U.S.-Cuban Relations in the 21st Century: A Follow-on Chairman’s Report of an Independent Task Force Sponsored by the Council on Foreign Relations
By Cochaired By Bernard W. Aronson and William D. Rogers.
The Elián González affair showed how intractable and irrational the whole U.S.-Cuban relationship has become, how piecemeal measures intended to improve Cuban-American relations often worsen the situation, and how much U.S. policy toward Cuba has become captive to interest-group pressure. This Council on Foreign Relations report is a classic example of the tinkering approach. Incorporating both conservative and liberal views, it calls for increased dialogue and recommends that issues such as outstanding U.S. property claims be addressed now. It is further hamstrung by the fact that it accepted as a baseline the 1996 Helms-Burton Act, which sustained and tightened the long-standing U.S. embargo on Cuba. It could not therefore confront the central issue of sanctions -- the major obstacle to a healthy future U.S.-Cuban relationship and a fool-proof propaganda weapon for Fidel Castro.
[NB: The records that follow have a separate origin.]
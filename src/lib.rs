pub mod api;
pub mod approval;
pub mod config;
pub mod db;
pub mod eligibility;
pub mod engine;
pub mod error;
pub mod job_board;
pub mod ledger;
pub mod model;
pub mod outbox;
pub mod projector;
pub mod sweeper;

pub use engine::BadgeEngine;
pub use error::{BadgeError, BadgeResult};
Yet even with this debilitating concession to Congress' extraterritorial pretensions and Cuban-American political clout, the report is burdened with objections from its members and observers. Most notable is the strenuous dissent by Jesse Helms' spokesperson, Marc Thiessen, who argues that it does not go far enough in isolating the Castro regime. The irony, of course, is that current policy does not substantially cut off what really keeps Castro afloat economically -- the remittances from the very Cuban exiles whose representatives in Congress diligently block liberalization of U.S. policy. And U.S.-Cuban immigration agreements further aid Castro by helping remove from Cuba precisely those most willing to oppose him. Facing a contentious issue where courageous leadership has been conspicuously lacking, this report is yet another lost opportunity to shake current policy out of its festering rut.